Question:
How can I include both https: and http: results from a single domain in a Google custom search engine but display any such result in an iframe with a secure parent window?
How It's Structured:
My Google custom search engine currently searches "mydomainname.com/directory/" with the option to "Include all pages whose address contains this URL". It operates on a specific page of the website to search pages within the specified directory. The Link Target set in Websearch Settings is an iframe on the same page as the search bar.
The browser window and the iframe src are both on the same secure domain. And since the search results are all from a directory within the site structure, are all on this same domain as well.
Currently some results appear as "https://..." and some appear "www...". Obviously, this creates a mixed-content error when the browser window is https:// and an attempt is made to display a http:// search result in the iframe.
The results that are http:// will, of course, also work as https:// urls. I do not know what makes a page or file appear in the search results as "www." or "https://" when they all originate from a single secure domain.
The "http://" results appear even if I specify the site to be searched as https://www.mydomainname.com/directory/. I don't want to exclude these results, but I want them to be able to be displayed when browsing the site securely.
The Objective:
So the bottom-line rule that I need to work around is that insecure pages or files cannot be loaded into an iframe on a secure web page. I obviously want users to be able to utilize the https:// site but then I need the search to function in such a way that allows for all possible search results for these users.

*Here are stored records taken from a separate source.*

use gin_core::ports::{Clock, ProcessRunner, SystemClock};
use gin_core::{GinError, Result};
use std::path::{Path, PathBuf};
use std::sync::Arc;
use tracing::{debug, warn};

use crate::adapters::{Annex, CommandBuilder, Git};

const DEFAULT_REMOTE_KEY: &str = "gin.remote";
const DEFAULT_BRANCH: &str = "master";

/// Process runner, invocation builder and clock shared by every operation.
#[derive(Clone)]
pub struct Tools {
    runner: Arc<dyn ProcessRunner>,
    builder: Arc<CommandBuilder>,
    clock: Arc<dyn Clock>,
}

impl Tools {
    pub fn new(runner: Arc<dyn ProcessRunner>, builder: CommandBuilder) -> Self {
        Self {
            runner,
            builder: Arc::new(builder),
            clock: Arc::new(SystemClock),
        }
    }

    pub fn with_clock(mut self, clock: Arc<dyn Clock>) -> Self {
        self.clock = clock;
        self
    }

    pub fn git<'a>(&'a self, dir: &'a Path) -> Git<'a> {
        Git::new(self.runner.as_ref(), &self.builder, dir)
    }

    pub fn annex<'a>(&'a self, dir: &'a Path) -> Annex<'a> {
        Annex::new(self.runner.as_ref(), &self.builder, dir)
    }

    pub fn builder(&self) -> &CommandBuilder {
        &self.builder
    }

    pub fn clock(&self) -> &dyn Clock {
        self.clock.as_ref()
    }
}

/// Everything an operation needs to know about the repository it runs in.
///
/// Built once per invocation. The operating mode is read when the context is
/// opened and never re-read.
#[derive(Clone)]
pub struct RepoContext {
    tools: Tools,
    /// Directory the tools run in; user paths are relative to it
    dir: PathBuf,
    root: PathBuf,
    direct: bool,
}

impl RepoContext {
    /// Finds the repository containing `dir` and reads its operating mode.
    pub fn open(tools: Tools, dir: impl Into<PathBuf>) -> Result<Self> {
        let dir = dir.into();
        let root = find_root(&dir).ok_or(GinError::NotARepository)?;
        let direct = tools
            .git(&dir)
            .config_get_local("annex.direct")?
            .is_some_and(|v| v.eq_ignore_ascii_case("true"));
        debug!(root = %root.display(), direct, "Opened repository");
        Ok(Self {
            tools,
            dir,
            root,
            direct,
        })
    }

    /// Context with an explicitly given mode, for callers that already know it.
    pub fn with_mode(tools: Tools, dir: impl Into<PathBuf>, direct: bool) -> Self {
        let dir = dir.into();
        let root = find_root(&dir).unwrap_or_else(|| dir.clone());
        Self {
            tools,
            dir,
            root,
            direct,
        }
    }

    pub fn tools(&self) -> &Tools {
        &self.tools
    }

    pub fn dir(&self) -> &Path {
        &self.dir
    }

    pub fn root(&self) -> &Path {
        &self.root
    }

    /// True for direct (bare) mode repositories.
    pub fn is_direct(&self) -> bool {
        self.direct
    }

    pub fn git(&self) -> Git<'_> {
        self.tools.git(&self.dir)
    }

    pub fn annex(&self) -> Annex<'_> {
        self.tools.annex(&self.dir)
    }

    pub fn clock(&self) -> &dyn Clock {
        self.tools.clock()
    }

    /// The remote used when none is named: `gin.remote`, else the remote the
    /// current branch tracks.
    pub fn default_remote(&self) -> Result<Option<String>> {
        let git = self.git();
        if let Some(remote) = git.config_get_local(DEFAULT_REMOTE_KEY)?.filter(|r| !r.is_empty()) {
            return Ok(Some(remote));
        }
        let Some(branch) = git.current_branch()? else {
            return Ok(None);
        };
        Ok(git
            .config_get(&format!("branch.{branch}.remote"))?
            .filter(|r| !r.is_empty()))
    }

    /// `remote` if given, else the default remote.
    pub fn resolve_remote(&self, remote: Option<&str>) -> Result<String> {
        match remote {
            Some(name) => Ok(name.to_string()),
            None => self.default_remote()?.ok_or(GinError::NoRemote),
        }
    }

    pub fn set_default_remote(&self, name: &str) -> Result<()> {
        if !self.git().remotes()?.contains_key(name) {
            return Err(GinError::UnknownRemote {
                name: name.to_string(),
            });
        }
        self.git().config_set(DEFAULT_REMOTE_KEY, name)
    }

    pub fn unset_default_remote(&self) -> Result<()> {
        self.git().config_unset(DEFAULT_REMOTE_KEY)
    }

    /// Remote-tracking reference of the current branch on the default remote,
    /// `None` when there is no default remote or the reference was never fetched.
    pub fn upstream(&self) -> Result<Option<String>> {
        let Some(remote) = self.default_remote()? else {
            return Ok(None);
        };
        let git = self.git();
        let branch = git
            .current_branch()?
            .unwrap_or_else(|| DEFAULT_BRANCH.to_string());
        let upstream = format!("{remote}/{branch}");
        match git.rev_parse(&format!("refs/remotes/{upstream}"))? {
            Some(_) => Ok(Some(upstream)),
            None => {
                debug!("Upstream {} not initialised", upstream);
                Ok(None)
            }
        }
    }

    /// Turns the bare flag off for the lifetime of the guard. Does nothing
    /// outside direct mode.
    pub fn bare_off(&self) -> Result<BareGuard<'_>> {
        if self.direct {
            self.git().set_bare(false)?;
        }
        Ok(BareGuard { ctx: self })
    }
}

/// Restores the bare flag of a direct mode repository when dropped.
pub struct BareGuard<'a> {
    ctx: &'a RepoContext,
}

impl Drop for BareGuard<'_> {
    fn drop(&mut self) {
        if self.ctx.direct {
            if let Err(err) = self.ctx.git().set_bare(true) {
                warn!("Failed to restore bare flag: {}", err);
            }
        }
    }
}

/// Nearest ancestor of `dir` (inclusive) holding a `.git` entry.
pub fn find_root(dir: &Path) -> Option<PathBuf> {
    dir.ancestors()
        .find(|candidate| candidate.join(".git").exists())
        .map(Path::to_path_buf)
}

The reason I need the results' target to be this iframe is that this is the frame that displays all the content of the web page. The search results work in harmony with the organization of other information. Such that choosing a link from a category in the page's navigation and choosing a search result from the custom search result display the chosen content into the same location, the iframe.
What I've Tried:
I've tried designating https:// specifically in the Google Search Engine (gse) settings and removing : 'http' from the script line gcse.src =(document.location.protocol == 'https:' ? 'https:' : 'http:') + '//cse.google.com/cse.js?cx=' + cx;.
I looked in the script file that it's linking to: http://cse.google.com/cse.js?cx=012685392925564329750:ghl2znnfada but I can't decipher what might need to be changed in it.
In the error log on the console I don't see much to be relevant except for the expected inability to load insecure pages while browsing securely. But there is this that looks like (maybe) it's relevant? though I could be completely wrong because I can't really decipher it either:
Mixed Content: The page at
'https://mydomainname.com/directory/index.php' was loaded over HTTPS,
but requested an insecure script 'http://www.google.com/jsapi?
key=ABQIAAAAdCtw6Xq1Q31YAr7VSQOSvxS5g7WKqCWUBuUdhz3-
rUOumR2saRSPGvey2WjYALW7f5_JzakSL3lAEg'. This request has been blocked;
the content must be served over HTTPS.
Insecure Script from Error Message:
http://www.google.com/jsapi?key=ABQIAAAAdCtw6Xq1Q31YAr7VSQOSvxS5g7WKqCWUBuUdhz3-rUOumR2saRSPGvey2WjYALW7f5_JzakSL3lAEg
Proposed Paths to a Solution:
I am open to any solution methods that may be possible. I have considered several routes but am not sure how to properly execute them or have failed in my attempts to execute them.
Some solutions I thought may work are:
Show all results as https:// links (without excluding any) so that they can be accessed whether on a secure connection to the site or not.
Redirect any links clicked without https:// to be loaded into the iframe as https://
Change something about the pages and files on the server so that they only appear in the search results as https://
Change something about Google's search engine script so it parses all found results as https://
Somehow show links as http:// if browsing non-secure, and https:// if browsing secure *
*I don't know how viable or efficient this would be
The most robust solution is to migrate all your website in https :
Google will take a little time to update his index but the HSTS will automatically replace http by https so you should avoid any mixed content issues.